The Billings BLM Field Office Decision Record outlines Alternative A, the Plan which they chose based on public comments. TCF clarifies much of the misinformation being circulated about this removal decision:
• 15-20 horses will be removed using bait-traps set up near water sources later this summer.
• There will be no helicopter roundup.
• The BLM is NOT removing all the horses on the mountain.
• The herd will remain at a genetically viable level above 150 horses.
• Specific horses are targeted for removal to create the least impact on the herd.
• Horses from well-represented family lines are targeted first, so family lines and unique colors will be retained on the mountain.
• There are no livestock grazing leases in the wild horse range. This wild horse range was established in 1968, (prior to the 1971 Wild and Free Roaming Act), for exclusive use by wild horses and other wildlife.
• The population of this herd is not inflated nor unknown.
For over two decades, Ginger Kathrens, Founder and Executive Director of The Cloud Foundation (TCF) has documented and advocated for the Pryor Mountain Wild Horse Herd on the Wyoming-Montana border.
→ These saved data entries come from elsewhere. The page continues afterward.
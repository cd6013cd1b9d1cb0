//! Incremental graph maintenance.
//!
//! [`TopologyBuilder`] is the only writer of the [`GraphStore`]. Every event
//! touches the event's own node, the edges that node declares, and the
//! selector edges held by same-namespace resources that may select it.

mod error;
mod provenance;

pub use error::ApplyError;

use serde::{Deserialize, Serialize};
use std::collections::BTreeMap;
use std::sync::Arc;
use std::time::{Duration, Instant};
use tracing::{debug, trace, warn};

use crate::event::{Action, WatchEvent};
use crate::model::{EdgeId, NodeId, Resource, ResourceKind};
use crate::rules::{
    Diagnostic, EdgeOrigin, InferredEdge, RelationshipRule, ResourceCatalog, RuleRegistry,
};
use crate::store::{EdgeOutcome, ExpiredEdge, GraphDelta, GraphSnapshot, GraphStore, NodeOutcome};
use provenance::Provenance;

/// Effect of one applied event on its own node.
#[derive(Debug, Clone, Copy, PartialEq, Eq)]
pub enum EventOutcome {
    Created,
    Updated,
    Unchanged,
    Removed,
    /// Delete of an object that was never seen.
    Ignored,
}

#[derive(Debug, Clone)]
pub struct ApplyReport {
    pub node: NodeId,
    pub outcome: EventOutcome,
    pub diagnostics: Vec<Diagnostic>,
}

/// Running counters.
#[derive(Debug, Clone, Default, PartialEq, Eq, Serialize, Deserialize)]
pub struct BuilderStats {
    pub events_applied: u64,
    pub objects_rejected: u64,
    pub diagnostics: u64,
    pub edges_expired: u64,
    pub pending_edges: usize,
}

/// Applies watch events to the graph store.
#[derive(Debug)]
pub struct TopologyBuilder {
    store: GraphStore,
    catalog: ResourceCatalog,
    rules: RuleRegistry,
    provenance: Provenance,
    /// When each kind finished its initial listing.
    synced: BTreeMap<ResourceKind, Instant>,
    started: Instant,
    stats: BuilderStats,
}

impl TopologyBuilder {
    pub fn new() -> Self {
        Self::with_rules(RuleRegistry::new())
    }

    pub fn with_rules(rules: RuleRegistry) -> Self {
        Self {
            store: GraphStore::new(),
            catalog: ResourceCatalog::new(),
            rules,
            provenance: Provenance::default(),
            synced: BTreeMap::new(),
            started: Instant::now(),
            stats: BuilderStats::default(),
        }
    }

    pub fn store(&self) -> &GraphStore {
        &self.store
    }

    pub fn catalog(&self) -> &ResourceCatalog {
        &self.catalog
    }

    pub fn snapshot(&self) -> GraphSnapshot {
        self.store.snapshot()
    }

    pub fn take_delta(&mut self) -> GraphDelta {
        self.store.take_delta()
    }

    pub fn stats(&self) -> BuilderStats {
        BuilderStats {
            pending_edges: self.store.pending().len(),
            ..self.stats.clone()
        }
    }

    /// Record that the initial listing of `kind` finished.
    pub fn mark_synced(&mut self, kind: ResourceKind) {
        self.mark_synced_at(kind, Instant::now());
    }

    /// Like [`TopologyBuilder::mark_synced`] with an explicit time. A kind
    /// keeps the time of its first marker.
    pub fn mark_synced_at(&mut self, kind: ResourceKind, at: Instant) {
        if let std::collections::btree_map::Entry::Vacant(slot) = self.synced.entry(kind) {
            slot.insert(at);
            debug!(kind = %kind, "Initial sync complete");
        }
    }

    pub fn is_synced(&self, kind: ResourceKind) -> bool {
        self.synced.contains_key(&kind)
    }

    /// True once every modeled kind has reported its initial sync.
    pub fn fully_synced(&self) -> bool {
        self.synced.len() == ResourceKind::ALL.len()
    }

    /// Apply one event. Errors leave the graph untouched.
    pub fn apply(&mut self, event: &WatchEvent) -> Result<ApplyReport, ApplyError> {
        let result = match event.action {
            Action::Add | Action::Update => self.upsert(event.kind, &event.object),
            Action::Delete => self.delete(event.kind, &event.object),
        };

        match &result {
            Ok(report) => {
                self.stats.events_applied += 1;
                self.stats.diagnostics += report.diagnostics.len() as u64;
                for d in &report.diagnostics {
                    debug!(rule = %d.rule, resource = %d.resource, "{}", d.message);
                }
            }
            Err(err) => {
                self.stats.objects_rejected += 1;
                warn!(kind = %event.kind, action = ?event.action, error = %err, "Rejected watch event");
            }
        }
        result
    }

    /// Drop pending edges whose missing endpoint stayed absent for longer
    /// than `horizon` after its kind finished the initial sync.
    ///
    /// Edges waiting on a kind that has not synced yet are kept, since the
    /// endpoint may still be listed. Ids of unknown kinds age from their
    /// queue time.
    pub fn expire_pending(&mut self, now: Instant, horizon: Duration) -> Vec<ExpiredEdge> {
        let synced = &self.synced;
        let started = self.started;
        let expired = self.store.expire_pending(now, horizon, |missing| match missing.kind() {
            Some(kind) => synced.get(&kind).copied(),
            None => Some(started),
        });
        for e in &expired {
            self.provenance.forget(&e.edge.id);
            warn!(edge = %e.edge.id, missing = %e.missing, age_secs = e.age.as_secs(), "Unresolved reference dropped");
        }
        self.stats.edges_expired += expired.len() as u64;
        expired
    }

    fn upsert(&mut self, kind: ResourceKind, object: &serde_json::Value) -> Result<ApplyReport, ApplyError> {
        let resource = Arc::new(Resource::from_json(kind, object)?);
        let id = resource.id();
        let change = self.store.upsert_node(resource.to_node(0))?;
        self.catalog.insert(Arc::clone(&resource));
        if !change.promoted.is_empty() {
            trace!(node = %id, promoted = change.promoted.len(), "Pending edges resolved");
        }

        let mut diagnostics = Vec::new();

        let output = self.rules.infer_all(&resource, &self.catalog);
        diagnostics.extend(output.diagnostics);
        let mut inferred: BTreeMap<EdgeId, InferredEdge> = BTreeMap::new();
        for item in output.edges {
            inferred.entry(item.edge.id.clone()).or_insert(item);
        }

        let previous = self.provenance.take_declared(&id);
        for stale in previous.iter().filter(|e| !inferred.contains_key(*e)) {
            self.store.remove_edge(stale);
        }
        for item in inferred.into_values() {
            self.place_edge(&id, item, &mut diagnostics);
        }

        self.reselect(&resource, &mut diagnostics);

        let outcome = match change.outcome {
            NodeOutcome::Created => EventOutcome::Created,
            NodeOutcome::Updated => EventOutcome::Updated,
            NodeOutcome::Unchanged => EventOutcome::Unchanged,
        };
        Ok(ApplyReport {
            node: id,
            outcome,
            diagnostics,
        })
    }

    /// Re-evaluate selectors in `target`'s namespace that may pick it up.
    fn reselect(&mut self, target: &Resource, diagnostics: &mut Vec<Diagnostic>) {
        let Some(ns) = target.namespace() else {
            return;
        };
        let target_id = target.id();
        let rules: Vec<Arc<dyn RelationshipRule>> = self.rules.rules().to_vec();

        for rule in rules {
            for &holder_kind in rule.selector_kinds(target.kind) {
                let holders: Vec<Arc<Resource>> = self
                    .catalog
                    .in_namespace(ns, holder_kind)
                    .cloned()
                    .collect();
                for holder in holders {
                    let holder_id = holder.id();
                    if holder_id == target_id {
                        continue;
                    }
                    match rule.infer_pair(&holder, target) {
                        Some(edge) => self.place_edge(
                            &holder_id,
                            InferredEdge {
                                edge,
                                origin: EdgeOrigin::Selector,
                            },
                            diagnostics,
                        ),
                        None => {
                            let edge_id = EdgeId::derive(&holder_id, &target_id, rule.relation());
                            if self.provenance.declared_by(&holder_id, &edge_id) {
                                self.provenance.forget(&edge_id);
                                self.store.remove_edge(&edge_id);
                            }
                        }
                    }
                }
            }
        }
    }

    fn place_edge(&mut self, declarer: &NodeId, item: InferredEdge, diagnostics: &mut Vec<Diagnostic>) {
        let edge_id = item.edge.id.clone();
        match self.store.upsert_edge(item.edge) {
            Ok(outcome) => {
                if let EdgeOutcome::Pending { missing } = &outcome {
                    trace!(edge = %edge_id, missing = %missing, "Edge pending");
                }
                self.provenance.record(edge_id, declarer, item.origin);
            }
            Err(err) => diagnostics.push(Diagnostic {
                rule: "store".to_string(),
                resource: declarer.clone(),
                message: err.to_string(),
            }),
        }
    }

    fn delete(&mut self, kind: ResourceKind, object: &serde_json::Value) -> Result<ApplyReport, ApplyError> {
        let resource = Resource::from_json(kind, object)?;
        let id = resource.id();

        let known = self.catalog.remove(&id).is_some();
        if !known && !self.store.contains_node(&id) {
            return Ok(ApplyReport {
                node: id,
                outcome: EventOutcome::Ignored,
                diagnostics: Vec::new(),
            });
        }

        for edge_id in self.provenance.take_declared(&id) {
            self.store.remove_edge(&edge_id);
        }

        let mut diagnostics = Vec::new();
        if let Some(removed) = self.store.remove_node(&id) {
            for edge in removed.edges {
                match self.provenance.source(&edge.id).map(|s| s.origin) {
                    // Named references come back if the object is recreated.
                    Some(EdgeOrigin::Reference) => {
                        if let Err(err) = self.store.upsert_edge(edge) {
                            diagnostics.push(Diagnostic {
                                rule: "store".to_string(),
                                resource: id.clone(),
                                message: err.to_string(),
                            });
                        }
                    }
                    Some(EdgeOrigin::Selector) => {
                        self.provenance.forget(&edge.id);
                    }
                    None => {}
                }
            }
        }

        Ok(ApplyReport {
            node: id,
            outcome: EventOutcome::Removed,
            diagnostics,
        })
    }
}

impl Default for TopologyBuilder {
    fn default() -> Self {
        Self::new()
    }
}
The herd has become famous, largely because of Cloud, an unusual pale, palomino stallion with an indomitable spirit, documented from the day of his birth by Kathrens’ who produced three award-winning documentaries about the charismatic stallion for the PBS Nature series.
Ginger would be the first to say that she and TCF have often had opposing views to the BLM when it comes to wild horse management on public land. But in recent years, TCF has begun working with the Billings BLM to develop an “on the range” management plan that does not include chasing the horses for miles down treacherous, rocky trails with a helicopter.
“Many BLM field offices do not take public comments into consideration,” states TCF Communications Director, Paula Todd King.. “If an animal rights group really wants to raise funds from the public and spend money on lawsuits to fight the BLM, there are many BLM offices far more deserving of effort, money and attention than the managers of the Pryor herd.”
“Our goal and the goal of the Billings BLM is to eliminate removals in the future,” Kathrens concludes. “We’re not quite there yet, and I’d rather see fewer than 15 young horses removed this time around, but I believe that the current management strategies are leading to a day when no young mustangs will be removed, and every single foal born wild, will live its life in precious freedom.”
The Pryor Mountain Wild Horse Range consists of over 39,000 acres of desert, forests, and high mountain meadows. The major issue facing wild horses in the Pryors is a shortage of rangeland. The US Forest Service and National Park Service have withdrawn 2 prime grazing areas, which limits the number of wild horses that the existing range can support.